(Assignment): Say how many lines in the entries below have the word "SafetyHarness" in them, giving only the number.

(Saved data entries)
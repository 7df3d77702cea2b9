//! Hazard (GHS) and PPE (ISO 7010) pictogram lookup tables.
//!
//! Chemical products carry symbol codes as free strings. These tables map a
//! recognised code to its enum value and to the icon file under the icon
//! directory. Hazard icons are stored as WebP, PPE icons as PNG.

use serde::Serialize;

/// On-disk format of an icon file.
#[derive(Debug, Clone, Copy, PartialEq, Eq)]
pub enum IconFormat {
    Webp,
    Png,
}

// ---------------------------------------------------------------------------
// Hazard symbols (GHS01-GHS09)
// ---------------------------------------------------------------------------

#[derive(Debug, Clone, Copy, PartialEq, Eq, Hash, Serialize)]
#[serde(rename_all = "SCREAMING_SNAKE_CASE")]
pub enum HazardSymbol {
    Explosive,
    Flammable,
    Oxidizing,
    GasUnderPressure,
    Corrosive,
    Toxic,
    Harmful,
    HealthHazard,
    EnvironmentalHazard,
}

impl HazardSymbol {
    pub const ALL: [HazardSymbol; 9] = [
        Self::Explosive,
        Self::Flammable,
        Self::Oxidizing,
        Self::GasUnderPressure,
        Self::Corrosive,
        Self::Toxic,
        Self::Harmful,
        Self::HealthHazard,
        Self::EnvironmentalHazard,
    ];

    /// Parse an enum name (`FLAMMABLE`) or GHS code (`GHS02`), case-insensitively.
    pub fn from_code(code: &str) -> Option<Self> {
        let normalized = code.trim().to_uppercase().replace(['-', ' '], "_");
        let symbol = match normalized.as_str() {
            "EXPLOSIVE" | "GHS01" => Self::Explosive,
            "FLAMMABLE" | "GHS02" => Self::Flammable,
            "OXIDIZING" | "GHS03" => Self::Oxidizing,
            "GAS_UNDER_PRESSURE" | "PRESSURIZED_GAS" | "GHS04" => Self::GasUnderPressure,
            "CORROSIVE" | "GHS05" => Self::Corrosive,
            "TOXIC" | "ACUTE_TOXIC" | "GHS06" => Self::Toxic,
            "HARMFUL" | "IRRITANT" | "GHS07" => Self::Harmful,
            "HEALTH_HAZARD" | "HEALTH_DANGER" | "GHS08" => Self::HealthHazard,
            "ENVIRONMENTAL_HAZARD" | "ENVIRONMENTAL" | "GHS09" => Self::EnvironmentalHazard,
            _ => return None,
        };
        Some(symbol)
    }

    pub fn ghs_code(self) -> &'static str {
        match self {
            Self::Explosive => "GHS01",
            Self::Flammable => "GHS02",
            Self::Oxidizing => "GHS03",
            Self::GasUnderPressure => "GHS04",
            Self::Corrosive => "GHS05",
            Self::Toxic => "GHS06",
            Self::Harmful => "GHS07",
            Self::HealthHazard => "GHS08",
            Self::EnvironmentalHazard => "GHS09",
        }
    }

    /// Icon path relative to the icon directory.
    pub fn icon_path(self) -> &'static str {
        match self {
            Self::Explosive => "faremerker/eksplosjonsfarlig.webp",
            Self::Flammable => "faremerker/brannfarlig.webp",
            Self::Oxidizing => "faremerker/oksiderende.webp",
            Self::GasUnderPressure => "faremerker/gass_under_trykk.webp",
            Self::Corrosive => "faremerker/etsende.webp",
            Self::Toxic => "faremerker/giftig.webp",
            Self::Harmful => "faremerker/helsefare.webp",
            Self::HealthHazard => "faremerker/kronisk_helsefarlig.webp",
            Self::EnvironmentalHazard => "faremerker/miljofare.webp",
        }
    }

    pub fn icon_format(self) -> IconFormat {
        IconFormat::Webp
    }
}

// ---------------------------------------------------------------------------
// PPE symbols (ISO 7010 mandatory action signs)
// ---------------------------------------------------------------------------

#[derive(Debug, Clone, Copy, PartialEq, Eq, Hash, Serialize)]
#[serde(rename_all = "SCREAMING_SNAKE_CASE")]
pub enum PpeSymbol {
    HearingProtection,
    EyeProtection,
    SafetyFootwear,
    ProtectiveGloves,
    ProtectiveClothing,
    FaceShield,
    SafetyHelmet,
    RespiratoryProtection,
    SafetyHarness,
}

impl PpeSymbol {
    pub const ALL: [PpeSymbol; 9] = [
        Self::HearingProtection,
        Self::EyeProtection,
        Self::SafetyFootwear,
        Self::ProtectiveGloves,
        Self::ProtectiveClothing,
        Self::FaceShield,
        Self::SafetyHelmet,
        Self::RespiratoryProtection,
        Self::SafetyHarness,
    ];

    /// Parse an enum name (`EYE_PROTECTION`) or ISO 7010 code (`M004`).
    pub fn from_code(code: &str) -> Option<Self> {
        let normalized = code.trim().to_uppercase().replace(['-', ' '], "_");
        let symbol = match normalized.as_str() {
            "HEARING_PROTECTION" | "M003" => Self::HearingProtection,
            "EYE_PROTECTION" | "M004" => Self::EyeProtection,
            "SAFETY_FOOTWEAR" | "FOOT_PROTECTION" | "M008" => Self::SafetyFootwear,
            "PROTECTIVE_GLOVES" | "HAND_PROTECTION" | "GLOVES" | "M009" => Self::ProtectiveGloves,
            "PROTECTIVE_CLOTHING" | "M010" => Self::ProtectiveClothing,
            "FACE_SHIELD" | "M013" => Self::FaceShield,
            "SAFETY_HELMET" | "HEAD_PROTECTION" | "M014" => Self::SafetyHelmet,
            "RESPIRATORY_PROTECTION" | "M017" => Self::RespiratoryProtection,
            "SAFETY_HARNESS" | "M018" => Self::SafetyHarness,
            _ => return None,
        };
        Some(symbol)
    }

    pub fn iso_code(self) -> &'static str {
        match self {
            Self::HearingProtection => "M003",
            Self::EyeProtection => "M004",
            Self::SafetyFootwear => "M008",
            Self::ProtectiveGloves => "M009",
            Self::ProtectiveClothing => "M010",
            Self::FaceShield => "M013",
            Self::SafetyHelmet => "M014",
            Self::RespiratoryProtection => "M017",
            Self::SafetyHarness => "M018",
        }
    }

    /// Icon path relative to the icon directory.
    pub fn icon_path(self) -> &'static str {
        match self {
            Self::HearingProtection => "ppe/ISO_7010_M003.png",
            Self::EyeProtection => "ppe/ISO_7010_M004.png",
            Self::SafetyFootwear => "ppe/ISO_7010_M008.png",
            Self::ProtectiveGloves => "ppe/ISO_7010_M009.png",
            Self::ProtectiveClothing => "ppe/ISO_7010_M010.png",
            Self::FaceShield => "ppe/ISO_7010_M013.png",
            Self::SafetyHelmet => "ppe/ISO_7010_M014.png",
            Self::RespiratoryProtection => "ppe/ISO_7010_M017.png",
            Self::SafetyHarness => "ppe/ISO_7010_M018.png",
        }
    }

    pub fn icon_format(self) -> IconFormat {
        IconFormat::Png
    }
}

(Solved problem): 5